Practical approach for characterization of glucose 6-phosphate dehydrogenase (G6PD) deficiency in countries with population ethnically heterogeneous: description of seven new G6PD mutants.

We present a rapid strategy based on Restriction Fragment Length Polymorphism (RFLP) analysis to characterize the more frequent glucose 6-phosphate dehydrogenase (G6PD) variants observed in a population with high gene flow. During a study involving more than 600 patients, we observed mainly G6PD A 2 (c.202G>A, c.376A>G; p. Val68Met, p. Asn126Asp), G6PD Mediterranean (Med) (c.563C>T, p. Ser188Phe), and G6PD Betica (c.376A>G, 542A>T; p. 126Asn>Asp, 181Asp>Val) with addition of a few rare ones. A number of 10 abnormalities amounted to 92% of all the molecular defects.
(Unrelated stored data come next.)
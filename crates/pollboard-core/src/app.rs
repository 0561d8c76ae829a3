// Application state and orchestration logic.
//
// The central event loop owns all client state and coordinates user commands
// from the front end, completions of backend calls, and live-update events.
// Backend calls run as spawned tasks and report back over a channel, so every
// state mutation happens here, one at a time. After each event a fresh
// snapshot is pushed to the front end.

use std::sync::Arc;

use tokio::sync::mpsc;
use tracing::{debug, info, warn};

use crate::alert::{AlertAction, AlertConfig, AlertController};
use crate::api::{execute, ApiOutcome, ApiRequest, PollApi};
use crate::config::Config;
use crate::credentials::CredentialStore;
use crate::form::CreatePollForm;
use crate::protocol::{AppSnapshot, ConnectionStatus, LiveEvent, UiUpdate, UserCommand};
use crate::router::{ViewRouter, DETAIL_FAILED_MESSAGE};
use crate::store::polls::LOAD_FAILED_MESSAGE;
use crate::store::{PollStore, SessionStore};

// ---------------------------------------------------------------------------
// AppState
// ---------------------------------------------------------------------------

/// The complete client state.
pub struct AppState {
    pub config: Config,
    pub polls: PollStore,
    pub session: SessionStore,
    pub alerts: AlertController,
    pub router: ViewRouter,
    pub form: CreatePollForm,
    pub connection_status: ConnectionStatus,
    /// Credential backing the current session; `None` when anonymous.
    pub(crate) credential: Option<String>,
    pub(crate) credentials: Box<dyn CredentialStore>,
}

impl AppState {
    pub fn new(config: Config, credentials: Box<dyn CredentialStore>) -> Self {
        AppState {
            config,
            polls: PollStore::new(),
            session: SessionStore::new(),
            alerts: AlertController::new(),
            router: ViewRouter::new(),
            form: CreatePollForm::new(),
            connection_status: ConnectionStatus::Disconnected,
            credential: None,
            credentials,
        }
    }

    /// Requests to issue at startup: re-authenticate with a stored credential
    /// (polls are fetched once that settles), or fetch polls anonymously.
    pub fn boot(&mut self) -> Vec<ApiRequest> {
        match self.credentials.load() {
            Some(credential) => {
                info!("Stored credential found, restoring session");
                vec![ApiRequest::SignIn {
                    credential,
                    restoring: true,
                }]
            }
            None => {
                info!("No stored credential, starting in read-only mode");
                self.load_polls()
            }
        }
    }

    /// Apply a user command. Returns the backend calls it requires.
    pub fn handle_command(&mut self, cmd: UserCommand) -> Vec<ApiRequest> {
        match cmd {
            UserCommand::Refresh => match self.router.reload_detail() {
                Some(poll_id) => vec![ApiRequest::LoadPoll(poll_id)],
                None => self.load_polls(),
            },
            UserCommand::SelectPoll(poll_id) => {
                info!("Opening poll {}", poll_id);
                self.router.select(poll_id.clone());
                vec![ApiRequest::LoadPoll(poll_id)]
            }
            UserCommand::BackToCollection => {
                self.router.back();
                self.load_polls()
            }
            UserCommand::Vote { poll_id, option_id } => self.vote(poll_id, option_id),
            UserCommand::ToggleCreateForm => {
                self.toggle_create_form();
                Vec::new()
            }
            UserCommand::EditForm(edit) => {
                if self.form.is_open() {
                    self.form.apply(edit);
                }
                Vec::new()
            }
            UserCommand::SubmitPoll => self.submit_poll(),
            UserCommand::DeletePoll(poll_id) => {
                self.request_delete(poll_id);
                Vec::new()
            }
            UserCommand::ConfirmAlert => match self.alerts.confirm() {
                Some(AlertAction::DeletePoll(poll_id)) => self.delete_confirmed(poll_id),
                Some(AlertAction::Dismiss) | None => Vec::new(),
            },
            UserCommand::CancelAlert => {
                self.alerts.cancel();
                Vec::new()
            }
            UserCommand::SignIn { credential } => self.sign_in(credential),
            UserCommand::SignOut => self.sign_out(),
            UserCommand::Quit => {
                // Handled in the main loop
                Vec::new()
            }
        }
    }

    /// Apply a completed backend call. Returns any follow-up calls.
    pub fn apply_outcome(&mut self, outcome: ApiOutcome) -> Vec<ApiRequest> {
        match outcome {
            ApiOutcome::PollsLoaded(Ok(polls)) => {
                info!("Loaded {} polls", polls.len());
                self.polls.load(polls);
                Vec::new()
            }
            ApiOutcome::PollsLoaded(Err(e)) => {
                warn!("Failed to fetch polls: {}", e);
                self.polls.fail_load(LOAD_FAILED_MESSAGE);
                Vec::new()
            }
            ApiOutcome::PollLoaded { poll_id, result } => {
                let result = result.map_err(|e| {
                    warn!("Failed to fetch poll {}: {}", poll_id, e);
                    DETAIL_FAILED_MESSAGE.to_string()
                });
                if !self.router.resolve_detail(&poll_id, result) {
                    debug!("Discarding detail result for poll {} (no longer selected)", poll_id);
                }
                Vec::new()
            }
            ApiOutcome::Voted {
                poll_id,
                option_id,
                result,
            } => {
                self.vote_completed(poll_id, option_id, result);
                Vec::new()
            }
            ApiOutcome::Created(result) => {
                self.create_completed(result);
                Vec::new()
            }
            ApiOutcome::Deleted { poll_id, result } => self.delete_completed(poll_id, result),
            ApiOutcome::SignedIn {
                credential,
                restoring,
                result,
            } => self.sign_in_completed(credential, restoring, result),
        }
    }

    /// Apply an event from the live-update listener.
    pub fn apply_live_event(&mut self, event: LiveEvent) {
        match event {
            LiveEvent::Connected => {
                info!("Live updates connected");
                self.connection_status = ConnectionStatus::Connected;
            }
            LiveEvent::Disconnected => {
                info!("Live updates disconnected");
                self.connection_status = ConnectionStatus::Disconnected;
            }
            LiveEvent::PollUpdated(poll) => {
                let in_detail = self.router.patch_detail(&poll);
                let id = poll.id.clone();
                let in_store = self.polls.apply_live_update(poll);
                if !in_store && !in_detail {
                    debug!("Ignoring live update for unknown poll {}", id);
                }
            }
        }
    }

    /// Capture everything the front end renders.
    pub fn build_snapshot(&self) -> AppSnapshot {
        AppSnapshot {
            polls: self.polls.polls().to_vec(),
            polls_loading: self.polls.is_loading(),
            polls_error: self.polls.error().map(str::to_string),
            session: self.session.clone(),
            view: self.router.view().clone(),
            alert: self.alerts.current().cloned(),
            form: self.form.clone(),
            connection: self.connection_status,
            identity_client_id: self.config.identity.client_id.clone(),
        }
    }

    pub(crate) fn load_polls(&mut self) -> Vec<ApiRequest> {
        self.polls.begin_load();
        vec![ApiRequest::LoadPolls]
    }

    fn toggle_create_form(&mut self) {
        if !self.form.is_open() && !self.session.is_authenticated() {
            self.alerts.request(AlertConfig::not_logged_in("create polls"));
            return;
        }
        self.form.toggle();
    }
}

// ---------------------------------------------------------------------------
// Event loop
// ---------------------------------------------------------------------------

/// Run the application event loop.
///
/// Listens on three sources using `tokio::select!`:
/// 1. User commands from the front end
/// 2. Completions of spawned backend calls
/// 3. Live-update events
///
/// Pushes a snapshot through `ui_tx` after every handled event.
pub async fn run(
    api: Arc<dyn PollApi>,
    mut cmd_rx: mpsc::Receiver<UserCommand>,
    mut live_rx: mpsc::Receiver<LiveEvent>,
    ui_tx: mpsc::Sender<UiUpdate>,
    mut state: AppState,
) -> anyhow::Result<()> {
    info!("Application event loop started");

    let (outcome_tx, mut outcome_rx) = mpsc::channel::<ApiOutcome>(64);

    // When the live channel closes we stop polling it so select! never spins.
    let mut live_open = true;

    let requests = state.boot();
    dispatch(&api, &outcome_tx, requests);
    push_snapshot(&state, &ui_tx).await;

    loop {
        tokio::select! {
            // --- User commands ---
            cmd = cmd_rx.recv() => {
                match cmd {
                    Some(UserCommand::Quit) => {
                        info!("Quit command received, shutting down");
                        break;
                    }
                    Some(cmd) => {
                        let requests = state.handle_command(cmd);
                        dispatch(&api, &outcome_tx, requests);
                    }
                    None => {
                        info!("Command channel closed, shutting down");
                        break;
                    }
                }
            }

            // --- Backend completions (we hold a sender, so this never ends) ---
            Some(outcome) = outcome_rx.recv() => {
                let requests = state.apply_outcome(outcome);
                dispatch(&api, &outcome_tx, requests);
            }

            // --- Live updates ---
            event = live_rx.recv(), if live_open => {
                match event {
                    Some(event) => state.apply_live_event(event),
                    None => {
                        info!("Live update channel closed");
                        live_open = false;
                        state.connection_status = ConnectionStatus::Disconnected;
                    }
                }
            }
        }

        push_snapshot(&state, &ui_tx).await;
    }

    info!("Application event loop exiting");
    Ok(())
}

/// Spawn each request; its outcome comes back through `outcome_tx`.
fn dispatch(
    api: &Arc<dyn PollApi>,
    outcome_tx: &mpsc::Sender<ApiOutcome>,
    requests: Vec<ApiRequest>,
) {
    for request in requests {
        debug!("Dispatching {} request", request.label());
        let api = Arc::clone(api);
        let tx = outcome_tx.clone();
        tokio::spawn(async move {
            let outcome = execute(api.as_ref(), request).await;
            let _ = tx.send(outcome).await;
        });
    }
}

async fn push_snapshot(state: &AppState, ui_tx: &mpsc::Sender<UiUpdate>) {
    let _ = ui_tx
        .send(UiUpdate::StateSnapshot(Box::new(state.build_snapshot())))
        .await;
}

// ---------------------------------------------------------------------------
// Tests
// ---------------------------------------------------------------------------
In addition, seven new mutations were found: three presented with acute hemolytic anemia following oxidative stress [G6PD Nice (c.1380G>C, p. Glu460Asp), G6PD Roubaix (c.811G>C, p. Val271Leu), and G6PD Toledo (c.496C>T, p. Arg166Cys)], three with different degrees of chronic hemolytic anemia [G6PD Lille (c.821A>T, p. Glu274Val), G6PD Villeurbanne (c.1000_1002delACC, p.Thr334del), and G6PD Amiens (c.1367A>T, p. Asp456Val)] and one found fortuitously G6PD Montpellier (c.1132G>A, p.Gly378Ser).